I have a dataset as follows:
;WITH CTE AS
( SELECT *
FROM (VALUES
(1, 10, 20, 30)
(2, 10, 21, 31)
(3, 11, 21, 31)
(4, 12, 22, 32)
(5, 13, 23, 33)
(6, 14, 24, 33)
(7, 14, 25, 34)
(8, 15, 26, 36)
) AS MyValues(ID, GroupID1, GroupID2, GroupID3)
)
SELECT *
FROM CTE
How can I generate the following collapsing the individual groups into a single group?
ID | SingleGroupID |
---|---|
1 | 1 |
2 | 1 |
3 | 1 |
4 | 2 |
5 | 3 |
6 | 3 |
7 | 3 |
8 | 4 |
This is a typical graph-walking problem, where you want to build islands of id
s that have at least one group in common.

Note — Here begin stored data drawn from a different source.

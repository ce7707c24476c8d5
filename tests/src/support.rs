//! Shared fixtures for the escrow test suites.

use escrow_engine::prelude::*;

/// Fixed creator identity used across the suites.
pub const CREATOR: Address = Address::new([0xCC; 20]);

/// Fixed payout address used across the suites.
pub const PAYOUT: Address = Address::new([0xFF; 20]);

/// Fixed distribution token used across the suites.
pub const TOKEN: Address = Address::new([0xEE; 20]);

/// Shorthand for a test identity.
#[must_use]
pub fn addr(byte: u8) -> Address {
    Address::new([byte; 20])
}

/// Initialize a fmt subscriber once; respects `RUST_LOG`.
pub fn init_tracing() {
    let _ = tracing_subscriber::fmt()
        .with_env_filter(tracing_subscriber::EnvFilter::from_default_env())
        .with_test_writer()
        .try_init();
}

/// A service wired to in-memory gateways, owned pool creator `CREATOR`.
#[must_use]
pub fn test_service() -> EscrowService<InMemoryBank, InMemoryToken> {
    init_tracing();
    create_test_service(CREATOR)
}
//! # Token Adapter
//!
//! In-memory token gateway for testing and local runs. Tracks the pool's
//! custody pot per token plus holder balances; `fund_custody` models the
//! operator transferring the distribution supply into the pool's custody
//! after attaching the token.

use crate::domain::value_objects::{Address, TokenUnits};
use crate::errors::TokenError;
use crate::ports::outbound::TokenGateway;
use async_trait::async_trait;
use std::collections::HashMap;
use std::sync::RwLock;

/// In-memory token custody and holder balances.
#[derive(Debug, Default)]
pub struct InMemoryToken {
    /// Units held in the pool's custody, per token.
    custody: RwLock<HashMap<Address, TokenUnits>>,
    /// Holder balances, keyed by (token, holder).
    holdings: RwLock<HashMap<(Address, Address), TokenUnits>>,
}

impl InMemoryToken {
    /// Create a new empty token gateway.
    #[must_use]
    pub fn new() -> Self {
        Self::default()
    }

    /// Adds `units` of `token` to the pool's custody.
    pub fn fund_custody(&self, token: Address, units: TokenUnits) {
        let mut custody = self.custody.write().unwrap();
        *custody.entry(token).or_insert(0) += units;
    }

    /// Units of `token` held by `holder`.
    #[must_use]
    pub fn holding_of(&self, token: Address, holder: Address) -> TokenUnits {
        self.holdings
            .read()
            .unwrap()
            .get(&(token, holder))
            .copied()
            .unwrap_or(0)
    }
}

#[async_trait]
impl TokenGateway for InMemoryToken {
    async fn held_supply(&self, token: Address) -> Result<TokenUnits, TokenError> {
        Ok(self
            .custody
            .read()
            .unwrap()
            .get(&token)
            .copied()
            .unwrap_or(0))
    }

    async fn transfer(
        &self,
        token: Address,
        to: Address,
        amount: TokenUnits,
    ) -> Result<(), TokenError> {
        let mut custody = self.custody.write().unwrap();
        let held = custody.entry(token).or_insert(0);
        if *held < amount {
            return Err(TokenError::InsufficientCustody {
                requested: amount,
                held: *held,
            });
        }
        *held -= amount;

        let mut holdings = self.holdings.write().unwrap();
        *holdings.entry((token, to)).or_insert(0) += amount;
        Ok(())
    }
}

// =============================================================================
// TESTS
// =============================================================================
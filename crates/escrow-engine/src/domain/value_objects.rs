//! # Value Objects
//!
//! Immutable domain primitives for the escrow engine.
//! These types represent concepts defined by their value, not identity.

use serde::{Deserialize, Serialize};
use std::fmt;

/// Native-currency amount in base units.
///
/// `u128` covers every practical pool size while keeping arithmetic simple
/// and exact; all mutations go through checked operations so overflow is an
/// error, never a wrap.
pub type Amount = u128;

/// Token units distributed during the claim phase.
pub type TokenUnits = u128;

// =============================================================================
// ADDRESS (20 bytes)
// =============================================================================

/// A 20-byte participant or contract identity.
///
/// The surrounding execution environment tags every inbound transfer with
/// the sender's address; the engine never derives or verifies identities
/// itself.
#[derive(Clone, Copy, PartialEq, Eq, Hash, Default, Serialize, Deserialize)]
pub struct Address(pub [u8; 20]);

impl Address {
    /// The zero address (0x0000...0000).
    pub const ZERO: Self = Self([0u8; 20]);

    /// Creates an address from a 20-byte array.
    #[must_use]
    pub const fn new(bytes: [u8; 20]) -> Self {
        Self(bytes)
    }

    /// Creates an address from a slice. Returns None if wrong length.
    #[must_use]
    pub fn from_slice(slice: &[u8]) -> Option<Self> {
        if slice.len() == 20 {
            let mut bytes = [0u8; 20];
            bytes.copy_from_slice(slice);
            Some(Self(bytes))
        } else {
            None
        }
    }

    /// Returns the underlying bytes.
    #[must_use]
    pub const fn as_bytes(&self) -> &[u8; 20] {
        &self.0
    }

    /// Returns true if this is the zero address.
    #[must_use]
    pub fn is_zero(&self) -> bool {
        self.0 == [0u8; 20]
    }
}

impl fmt::Debug for Address {
    fn fmt(&self, f: &mut fmt::Formatter<'_>) -> fmt::Result {
        write!(f, "0x")?;
        for byte in &self.0 {
            write!(f, "{byte:02x}")?;
        }
        Ok(())
    }
}

impl fmt::Display for Address {
    fn fmt(&self, f: &mut fmt::Formatter<'_>) -> fmt::Result {
        write!(f, "0x")?;
        for byte in &self.0[..4] {
            write!(f, "{byte:02x}")?;
        }
        write!(f, "...")?;
        for byte in &self.0[18..] {
            write!(f, "{byte:02x}")?;
        }
        Ok(())
    }
}

impl From<[u8; 20]> for Address {
    fn from(bytes: [u8; 20]) -> Self {
        Self(bytes)
    }
}

impl From<Address> for [u8; 20] {
    fn from(addr: Address) -> Self {
        addr.0
    }
}

// =============================================================================
// TESTS
// =============================================================================
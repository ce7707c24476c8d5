//! # Domain Invariants
//!
//! Critical invariants that MUST hold between operations on the pool.
//! The service re-checks them after every mutation when enabled in its
//! configuration; a violation means a bookkeeping bug, never a caller
//! mistake.

use crate::domain::entities::{Lifecycle, Pool};
use crate::domain::value_objects::Amount;

// =============================================================================
// INVARIANT CHECKS
// =============================================================================

/// Conservation: the recomputed live-balance sum, the maintained aggregate
/// total, and the custody counter all agree. Sweeps deduct from all three
/// atomically, so this holds at every observable point.
#[must_use]
pub fn check_conservation(pool: &Pool) -> bool {
    pool.live_balances_sum() == pool.total_deposits() && pool.total_deposits() == pool.held()
}

/// Frozen-record conservation: the distribution record's maintained total
/// matches its recomputed balance sum.
#[must_use]
pub fn check_frozen_conservation(pool: &Pool) -> bool {
    pool.frozen_balances_sum() == pool.frozen_total()
}

/// A terminated pool holds nothing: custody is zero and no live balance
/// survives the final sweep.
#[must_use]
pub fn check_terminated_drained(pool: &Pool) -> bool {
    if pool.lifecycle() == Lifecycle::Terminated {
        pool.held() == 0 && pool.live_participants() == 0
    } else {
        true
    }
}

/// A distribution token only exists on a pool that has been closed;
/// `set_token` is gated on the Closed state.
#[must_use]
pub fn check_token_lifecycle(pool: &Pool) -> bool {
    pool.token().is_none() || pool.closed()
}

/// Check all invariants at once.
#[must_use]
pub fn check_all_invariants(pool: &Pool) -> InvariantCheckResult {
    let mut violations = Vec::new();

    if !check_conservation(pool) {
        violations.push(InvariantViolation::ConservationBroken {
            balances_sum: pool.live_balances_sum(),
            total_deposits: pool.total_deposits(),
            held: pool.held(),
        });
    }

    if !check_frozen_conservation(pool) {
        violations.push(InvariantViolation::FrozenRecordBroken {
            balances_sum: pool.frozen_balances_sum(),
            frozen_total: pool.frozen_total(),
        });
    }

    if !check_terminated_drained(pool) {
        violations.push(InvariantViolation::TerminatedNotDrained {
            held: pool.held(),
            live_participants: pool.live_participants(),
        });
    }

    if !check_token_lifecycle(pool) {
        violations.push(InvariantViolation::TokenBeforeClose);
    }

    if violations.is_empty() {
        InvariantCheckResult::Valid
    } else {
        InvariantCheckResult::Invalid(violations)
    }
}

// =============================================================================
// INVARIANT TYPES
// =============================================================================

/// Result of checking all invariants.
#[derive(Clone, Debug, PartialEq, Eq)]
pub enum InvariantCheckResult {
    /// All invariants hold.
    Valid,
    /// One or more invariants violated.
    Invalid(Vec<InvariantViolation>),
}

impl InvariantCheckResult {
    /// Returns true if all invariants hold.
    #[must_use]
    pub fn is_valid(&self) -> bool {
        matches!(self, Self::Valid)
    }
}

/// Specific invariant violation.
#[derive(Clone, Debug, PartialEq, Eq)]
pub enum InvariantViolation {
    /// Ledger sum, maintained total, and custody disagree.
    ConservationBroken {
        /// Recomputed sum over live balances.
        balances_sum: Amount,
        /// Incrementally maintained aggregate.
        total_deposits: Amount,
        /// Custody counter.
        held: Amount,
    },
    /// Frozen record total diverged from its balances.
    FrozenRecordBroken {
        /// Recomputed sum over the frozen record.
        balances_sum: Amount,
        /// Maintained frozen total.
        frozen_total: Amount,
    },
    /// A terminated pool still holds funds or balances.
    TerminatedNotDrained {
        /// Custody remaining after termination.
        held: Amount,
        /// Live balances remaining after termination.
        live_participants: usize,
    },
    /// A token was attached before the pool closed.
    TokenBeforeClose,
}

impl std::fmt::Display for InvariantViolation {
    fn fmt(&self, f: &mut std::fmt::Formatter<'_>) -> std::fmt::Result {
        match self {
            Self::ConservationBroken {
                balances_sum,
                total_deposits,
                held,
            } => write!(
                f,
                "conservation broken: sum {balances_sum}, total {total_deposits}, held {held}"
            ),
            Self::FrozenRecordBroken {
                balances_sum,
                frozen_total,
            } => write!(
                f,
                "frozen record broken: sum {balances_sum}, total {frozen_total}"
            ),
            Self::TerminatedNotDrained {
                held,
                live_participants,
            } => write!(
                f,
                "terminated pool not drained: held {held}, {live_participants} live balances"
            ),
            Self::TokenBeforeClose => write!(f, "token attached before close"),
        }
    }
}

// =============================================================================
// TESTS
// =============================================================================
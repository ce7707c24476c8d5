//! # Escrow Engine Benchmarks
//!
//! Throughput checks for the hot paths:
//!
//! | Path | Target |
//! |------|--------|
//! | Ledger credit/zero | < 1us |
//! | Deposit through the service | < 10us |
//! | Close with many participants | linear in pool size |

use criterion::{black_box, criterion_group, criterion_main, BatchSize, BenchmarkId, Criterion, Throughput};
use escrow_engine::prelude::*;

const CREATOR: Address = Address::new([0xCC; 20]);
const PAYOUT: Address = Address::new([0xFF; 20]);

fn participant(index: u64) -> Address {
    let mut bytes = [0u8; 20];
    bytes[..8].copy_from_slice(&index.to_be_bytes());
    bytes[19] = 1;
    Address::new(bytes)
}

// ============================================================================
// Ledger primitives
// ============================================================================

fn bench_ledger_ops(c: &mut Criterion) {
    let mut group = c.benchmark_group("ledger");

    group.throughput(Throughput::Elements(1));
    group.bench_function("credit_single", |b| {
        let mut ledger = Ledger::new();
        let mut index = 0u64;
        b.iter(|| {
            index += 1;
            ledger.credit(participant(index), 1).unwrap();
            black_box(ledger.total())
        })
    });

    group.bench_function("credit_then_zero", |b| {
        let mut ledger = Ledger::new();
        let addr = participant(7);
        b.iter(|| {
            ledger.credit(addr, 5).unwrap();
            black_box(ledger.zero(addr))
        })
    });

    group.finish();
}

// ============================================================================
// Service paths
// ============================================================================

fn bench_service_deposit(c: &mut Criterion) {
    let rt = tokio::runtime::Runtime::new().unwrap();
    let mut group = c.benchmark_group("service");

    group.throughput(Throughput::Elements(1));
    group.bench_function("deposit", |b| {
        let service = create_test_service(CREATOR);
        let buyer = participant(1);
        b.iter(|| {
            rt.block_on(async { service.deposit(buyer, 1).await.unwrap() });
        })
    });

    group.bench_function("deposit_refund_cycle", |b| {
        let service = create_test_service(CREATOR);
        let buyer = participant(1);
        b.iter(|| {
            rt.block_on(async {
                service.deposit(buyer, 5).await.unwrap();
                black_box(service.refund(buyer).await.unwrap())
            })
        })
    });

    group.finish();
}

fn bench_close_scaling(c: &mut Criterion) {
    let rt = tokio::runtime::Runtime::new().unwrap();
    let mut group = c.benchmark_group("close");

    for pool_size in [10u64, 100, 1000] {
        group.throughput(Throughput::Elements(pool_size));
        group.bench_with_input(
            BenchmarkId::new("close_allow_all", pool_size),
            &pool_size,
            |b, &size| {
                b.iter_batched(
                    || {
                        let service = create_test_service(CREATOR);
                        rt.block_on(async {
                            for index in 0..size {
                                service.deposit(participant(index), 10).await.unwrap();
                            }
                        });
                        service
                    },
                    |service| {
                        rt.block_on(async {
                            black_box(service.close_allow_all(CREATOR, PAYOUT).await.unwrap())
                        })
                    },
                    BatchSize::SmallInput,
                )
            },
        );
    }

    group.finish();
}

criterion_group!(
    benches,
    bench_ledger_ops,
    bench_service_deposit,
    bench_close_scaling
);
criterion_main!(benches);
//! # Driving Ports (API - Inbound)
//!
//! The interfaces the escrow engine exposes to its execution environment.
//! The environment delivers value transfers tagged with a sender identity
//! and privileged operator calls; both arrive through `EscrowApi`.

use crate::domain::entities::Lifecycle;
use crate::domain::value_objects::{Address, Amount, TokenUnits};
use crate::errors::EscrowError;
use async_trait::async_trait;
use std::collections::HashSet;

// =============================================================================
// TAGGED REQUESTS
// =============================================================================

/// Explicit pool request, replacing the legacy zero-value sentinel.
///
/// The original wire contract reused a deposit of amount 0 as implicit
/// control flow meaning "refund" (or "claim" once a token was attached).
/// The public API makes the intent a tagged variant instead; the boundary
/// alias lives in [`EscrowApi::receive`], which still accepts `amount == 0`
/// and infers the variant deterministically from the pool state.
#[derive(Clone, Debug, PartialEq, Eq)]
pub enum PoolRequest {
    /// Credit a native-currency deposit.
    Deposit {
        /// Amount to credit (must be non-zero).
        amount: Amount,
    },
    /// Return the sender's refundable balance.
    Refund,
    /// Convert the sender's frozen deposit record into token units.
    Claim,
}

// =============================================================================
// RECEIPTS
// =============================================================================

/// Amounts reported back from a committed close.
#[derive(Clone, Debug, PartialEq, Eq)]
pub struct CloseOutcome {
    /// Payout address that received the sweep.
    pub payout: Address,
    /// Native currency transferred out.
    pub swept: Amount,
    /// Native currency retained for whitelisted identities.
    pub retained: Amount,
}

// =============================================================================
// ESCROW API (Primary Driving Port)
// =============================================================================

/// Primary API for the pooled-funds escrow engine.
///
/// Mutating operations execute as indivisible units of work: the
/// implementation serializes them, and a returned error guarantees no
/// observable state change (see the crate-level error policy).
#[async_trait]
pub trait EscrowApi: Send + Sync {
    /// Boundary entry point for inbound value transfers.
    ///
    /// `amount > 0` is a deposit. `amount == 0` keeps the legacy alias:
    /// it resolves to [`PoolRequest::Claim`] when the pool is Closed with a
    /// token attached, and to [`PoolRequest::Refund`] otherwise.
    async fn receive(&self, sender: Address, amount: Amount) -> Result<(), EscrowError>;

    /// Submits an explicit tagged request.
    async fn submit(&self, sender: Address, request: PoolRequest) -> Result<(), EscrowError>;

    /// Credits a deposit to the sender's balance. Open-only, non-zero.
    async fn deposit(&self, sender: Address, amount: Amount) -> Result<(), EscrowError>;

    /// Refunds the sender's full refundable balance, returning the amount
    /// transferred. A zero balance is a successful no-op returning 0.
    async fn refund(&self, sender: Address) -> Result<Amount, EscrowError>;

    /// Converts the sender's frozen deposit record into a pro-rata share of
    /// the custody-held token supply, returning the units transferred.
    /// An already-cleared record is a successful no-op returning 0.
    async fn claim(&self, sender: Address) -> Result<TokenUnits, EscrowError>;

    /// Sweeps all deposits to `payout` and closes the pool. Creator-only,
    /// Open-only; rolls back fully if the payout transfer fails.
    async fn close_allow_all(
        &self,
        caller: Address,
        payout: Address,
    ) -> Result<CloseOutcome, EscrowError>;

    /// Sweeps non-whitelisted deposits to `payout` and closes the pool;
    /// whitelisted identities keep their balance and stay refundable.
    /// Creator-only, Open-only, all-or-nothing on transfer failure.
    async fn close(
        &self,
        caller: Address,
        payout: Address,
        whitelist: HashSet<Address>,
    ) -> Result<CloseOutcome, EscrowError>;

    /// Attaches the distribution token. Creator-only, Closed-only.
    async fn set_token(&self, caller: Address, token: Address) -> Result<(), EscrowError>;

    /// Sweeps all residual custody to the creator and terminates the pool,
    /// returning the residual amount. Creator-only; a failed sweep transfer
    /// is logged and termination completes regardless.
    async fn kill(&self, caller: Address) -> Result<Amount, EscrowError>;

    // -------------------------------------------------------------------------
    // Queries
    // -------------------------------------------------------------------------

    /// Current refundable balance of an identity.
    async fn balance_of(&self, identity: Address) -> Amount;

    /// Frozen deposit record of an identity (claimable pro rata).
    async fn distributable_of(&self, identity: Address) -> Amount;

    /// Aggregate of all refundable balances.
    async fn total_deposits(&self) -> Amount;

    /// True once the pool has been closed or terminated.
    async fn closed(&self) -> bool;

    /// Current lifecycle state.
    async fn lifecycle(&self) -> Lifecycle;

    /// The privileged creator identity.
    async fn creator(&self) -> Address;

    /// Attached distribution token, if any.
    async fn token(&self) -> Option<Address>;

    /// True if the identity was whitelisted at close time.
    async fn is_whitelisted(&self, identity: Address) -> bool;
}

// =============================================================================
// TESTS
// =============================================================================
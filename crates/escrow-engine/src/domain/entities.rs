//! # Core Domain Entities
//!
//! The pool lifecycle and the `Pool` aggregate: one explicit owned value
//! holding the live ledger, the frozen distribution record, custody
//! bookkeeping, and lifecycle state. Every operation handler borrows the
//! aggregate; there are no module-level mutable singletons.
//!
//! Operations that require an outbound transfer are split into a pure
//! `plan_*` step (validates preconditions, computes amounts, mutates
//! nothing) and an infallible `commit_*` step applied only after the
//! transfer succeeded. A transfer failure between the two steps therefore
//! rolls the operation back for free.

use crate::domain::ledger::Ledger;
use crate::domain::services::sweep_partition;
use crate::domain::value_objects::{Address, Amount};
use crate::errors::EscrowError;
use serde::{Deserialize, Serialize};
use std::collections::HashSet;
use std::fmt;

// =============================================================================
// LIFECYCLE
// =============================================================================

/// Pool lifecycle state.
///
/// Transitions are one-way: `Open → Closed → Terminated`, with `Terminated`
/// also reachable directly from `Open` via kill. `Terminated` is absorbing.
#[derive(Clone, Copy, Debug, PartialEq, Eq, Serialize, Deserialize)]
pub enum Lifecycle {
    /// Accepting deposits and refunds.
    Open,
    /// Funds swept to the payout address; claims and residual refunds only.
    Closed,
    /// All residual funds swept to the creator; every operation rejected.
    Terminated,
}

impl Lifecycle {
    /// True once the pool has been closed or terminated.
    #[must_use]
    pub fn closed(self) -> bool {
        matches!(self, Self::Closed | Self::Terminated)
    }

    /// True while the pool still accepts deposits.
    #[must_use]
    pub fn is_open(self) -> bool {
        matches!(self, Self::Open)
    }

    /// True once the pool reached its final state.
    #[must_use]
    pub fn is_terminated(self) -> bool {
        matches!(self, Self::Terminated)
    }
}

impl fmt::Display for Lifecycle {
    fn fmt(&self, f: &mut fmt::Formatter<'_>) -> fmt::Result {
        match self {
            Self::Open => write!(f, "Open"),
            Self::Closed => write!(f, "Closed"),
            Self::Terminated => write!(f, "Terminated"),
        }
    }
}

// =============================================================================
// SWEEP PLAN
// =============================================================================

/// Amounts computed by the close planning step.
#[derive(Clone, Debug, PartialEq, Eq)]
pub struct SweepPlan {
    /// Total leaving the pool with the payout transfer.
    pub swept_total: Amount,
    /// Total staying in the pool for whitelisted identities.
    pub retained_total: Amount,
}

// =============================================================================
// POOL AGGREGATE
// =============================================================================

/// The pooled-funds escrow aggregate.
///
/// ## Bookkeeping
///
/// - `live`: refundable balances, always equal in sum to `held` custody.
/// - `frozen`: deposit amounts captured at close time for swept balances,
///   consumed by pro-rata token claims.
/// - `held`: native currency in the pool's custody, maintained
///   independently of the ledgers and reconciled by the conservation
///   invariant after every mutation.
#[derive(Debug, Clone)]
pub struct Pool {
    /// Privileged identity fixed at creation.
    creator: Address,
    /// Current lifecycle state.
    lifecycle: Lifecycle,
    /// Refundable participant balances.
    live: Ledger,
    /// Frozen distribution record (populated at close).
    frozen: Ledger,
    /// Native currency held in custody.
    held: Amount,
    /// Attached distribution token, if any.
    token: Option<Address>,
    /// Identities whose deposits were retained at close time.
    whitelist: HashSet<Address>,
}

impl Pool {
    /// Creates an open pool with zero balances and a fixed creator.
    #[must_use]
    pub fn new(creator: Address) -> Self {
        Self {
            creator,
            lifecycle: Lifecycle::Open,
            live: Ledger::new(),
            frozen: Ledger::new(),
            held: 0,
            token: None,
            whitelist: HashSet::new(),
        }
    }

    // -------------------------------------------------------------------------
    // Queries
    // -------------------------------------------------------------------------

    /// The privileged creator identity.
    #[must_use]
    pub fn creator(&self) -> Address {
        self.creator
    }

    /// Current lifecycle state.
    #[must_use]
    pub fn lifecycle(&self) -> Lifecycle {
        self.lifecycle
    }

    /// Attached distribution token, if any.
    #[must_use]
    pub fn token(&self) -> Option<Address> {
        self.token
    }

    /// True once the pool has been closed or terminated.
    #[must_use]
    pub fn closed(&self) -> bool {
        self.lifecycle.closed()
    }

    /// Native currency currently in custody.
    #[must_use]
    pub fn held(&self) -> Amount {
        self.held
    }

    /// Live (refundable) balance of a participant.
    #[must_use]
    pub fn balance_of(&self, participant: Address) -> Amount {
        self.live.balance(participant)
    }

    /// Frozen deposit record of a participant (claimable pro rata).
    #[must_use]
    pub fn distributable_of(&self, participant: Address) -> Amount {
        self.frozen.balance(participant)
    }

    /// Aggregate of all live balances.
    #[must_use]
    pub fn total_deposits(&self) -> Amount {
        self.live.total()
    }

    /// Aggregate of the frozen distribution record.
    #[must_use]
    pub fn frozen_total(&self) -> Amount {
        self.frozen.total()
    }

    /// Recomputed sum over the live ledger, for invariant checks.
    #[must_use]
    pub fn live_balances_sum(&self) -> Amount {
        self.live.balances_sum()
    }

    /// Recomputed sum over the frozen record, for invariant checks.
    #[must_use]
    pub fn frozen_balances_sum(&self) -> Amount {
        self.frozen.balances_sum()
    }

    /// Number of participants holding a live balance.
    #[must_use]
    pub fn live_participants(&self) -> usize {
        self.live.participant_count()
    }

    /// True if the identity was whitelisted at close time.
    #[must_use]
    pub fn is_whitelisted(&self, identity: Address) -> bool {
        self.whitelist.contains(&identity)
    }

    // -------------------------------------------------------------------------
    // Access control
    // -------------------------------------------------------------------------

    /// Fails unless `caller` is the pool creator. Checked before any state
    /// mutation, so a rejected privileged call is an atomic no-op.
    pub fn require_creator(&self, caller: Address) -> Result<(), EscrowError> {
        if caller == self.creator {
            Ok(())
        } else {
            Err(EscrowError::Unauthorized { caller })
        }
    }

    // -------------------------------------------------------------------------
    // Deposit
    // -------------------------------------------------------------------------

    /// Credits a deposit to the sender's live balance and custody.
    ///
    /// # Errors
    ///
    /// * `InvalidState` unless the pool is Open.
    /// * `Ledger` on a zero amount or arithmetic overflow.
    pub fn deposit(&mut self, sender: Address, amount: Amount) -> Result<(), EscrowError> {
        if !self.lifecycle.is_open() {
            return Err(EscrowError::InvalidState {
                operation: "deposit",
                actual: self.lifecycle,
            });
        }
        self.live.credit(sender, amount)?;
        // credit validated the aggregate total; custody mirrors it.
        self.held += amount;
        Ok(())
    }

    // -------------------------------------------------------------------------
    // Refund (two-phase)
    // -------------------------------------------------------------------------

    /// Validates a refund request and returns the refundable amount.
    ///
    /// A zero result is a legal idempotent no-op, not an error.
    ///
    /// # Errors
    ///
    /// * `InvalidState` once the pool is Terminated.
    pub fn plan_refund(&self, sender: Address) -> Result<Amount, EscrowError> {
        if self.lifecycle.is_terminated() {
            return Err(EscrowError::InvalidState {
                operation: "refund",
                actual: self.lifecycle,
            });
        }
        Ok(self.live.balance(sender))
    }

    /// Clears the sender's live balance after the refund transfer
    /// succeeded, returning the cleared amount.
    pub fn commit_refund(&mut self, sender: Address) -> Amount {
        let amount = self.live.zero(sender);
        self.held -= amount;
        amount
    }

    // -------------------------------------------------------------------------
    // Close (two-phase)
    // -------------------------------------------------------------------------

    /// Validates a close request and computes the sweep amounts.
    ///
    /// # Errors
    ///
    /// * `Unauthorized` unless `caller` is the creator.
    /// * `AlreadyClosed` if the pool left the Open state.
    pub fn plan_close(
        &self,
        caller: Address,
        whitelist: &HashSet<Address>,
    ) -> Result<SweepPlan, EscrowError> {
        self.require_creator(caller)?;
        if self.lifecycle.closed() {
            return Err(EscrowError::AlreadyClosed);
        }
        let (_, swept_total, retained_total) = sweep_partition(&self.live, whitelist);
        Ok(SweepPlan {
            swept_total,
            retained_total,
        })
    }

    /// Applies a close after the payout transfer succeeded: moves every
    /// non-whitelisted balance into the frozen record, releases the swept
    /// custody, and transitions to Closed. Infallible by construction so a
    /// committed close can never half-apply.
    pub fn commit_close(&mut self, whitelist: HashSet<Address>) -> Amount {
        let mut swept_total: Amount = 0;
        for participant in self.live.participants() {
            if whitelist.contains(&participant) {
                continue;
            }
            let amount = self.live.zero(participant);
            if amount > 0 {
                self.frozen.absorb(participant, amount);
                swept_total += amount;
            }
        }
        self.held -= swept_total;
        self.whitelist = whitelist;
        self.lifecycle = Lifecycle::Closed;
        swept_total
    }

    // -------------------------------------------------------------------------
    // Token attachment
    // -------------------------------------------------------------------------

    /// Attaches the distribution token. Creator-only, Closed-only.
    ///
    /// # Errors
    ///
    /// * `Unauthorized` unless `caller` is the creator.
    /// * `InvalidState` unless the pool is Closed.
    pub fn set_token(&mut self, caller: Address, token: Address) -> Result<(), EscrowError> {
        self.require_creator(caller)?;
        if self.lifecycle != Lifecycle::Closed {
            return Err(EscrowError::InvalidState {
                operation: "set_token",
                actual: self.lifecycle,
            });
        }
        self.token = Some(token);
        Ok(())
    }

    /// Returns the attached token if the pool is ready for claims.
    ///
    /// # Errors
    ///
    /// * `InvalidState` unless the pool is Closed.
    /// * `TokenNotAttached` if no token has been set.
    pub fn require_claim_ready(&self) -> Result<Address, EscrowError> {
        if self.lifecycle != Lifecycle::Closed {
            return Err(EscrowError::InvalidState {
                operation: "claim",
                actual: self.lifecycle,
            });
        }
        self.token.ok_or(EscrowError::TokenNotAttached)
    }

    /// Clears the sender's frozen record after the token transfer
    /// succeeded, returning the cleared amount. The frozen total shrinks in
    /// step, so later claimants split the remaining custody exactly.
    pub fn commit_claim(&mut self, sender: Address) -> Amount {
        self.frozen.zero(sender)
    }

    // -------------------------------------------------------------------------
    // Kill (two-phase, transfer failure tolerated)
    // -------------------------------------------------------------------------

    /// Validates a kill request and returns the residual custody that will
    /// be swept to the creator.
    ///
    /// # Errors
    ///
    /// * `Unauthorized` unless `caller` is the creator.
    /// * `InvalidState` if the pool is already Terminated.
    pub fn plan_kill(&self, caller: Address) -> Result<Amount, EscrowError> {
        self.require_creator(caller)?;
        if self.lifecycle.is_terminated() {
            return Err(EscrowError::InvalidState {
                operation: "kill",
                actual: self.lifecycle,
            });
        }
        Ok(self.held)
    }

    /// Drains the live ledger and custody and transitions to Terminated.
    pub fn commit_kill(&mut self) {
        for participant in self.live.participants() {
            self.live.zero(participant);
        }
        self.held = 0;
        self.lifecycle = Lifecycle::Terminated;
    }
}

// =============================================================================
// TESTS
// =============================================================================
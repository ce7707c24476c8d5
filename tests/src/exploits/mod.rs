//! Adversarial suites: every attack the engine must shrug off without
//! losing a unit or wedging the lifecycle.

We can start by unpivoting the groups to build a list of nodes, and generate edges with a self-join (edges connect id
s that share the same group). We can then recursively traverse the edges, while keeping track of the path we followed until there. The last step is to aggregate by id.
So:
with
nodes as (
select t.id, v.grp
from mytable t
cross apply ( values (t.GroupID1), (t.GroupID2), (t.GroupID3) ) v(grp)
),
edges as (
select distinct n1.id as id1, n2.id as id2
from nodes n1
inner join nodes n2 on n1.grp = n2.grp
),
rec as (
select id1, id2, cast(id1 as nvarchar(max)) as visited from edges
union all
select r.id1, e.id2, concat(r.visited, ',', e.id2)
from rec r
inner join edges e on e.id1 = r.id2
where concat(',', r.visited, ',') not like concat('%,', e.id2, ',%')
),
fin as (
select id1, min(value) min_id
from rec r
cross apply string_split(r.visited, ',')
group by id1
)
select id1 as id, dense_rank() over(order by min_id) grp
from fin f
id | grp |
---|---|
1 | 1 |
2 | 1 |
3 | 1 |
4 | 2 |
5 | 3 |
6 | 3 |
7 | 3 |
8 | 4 |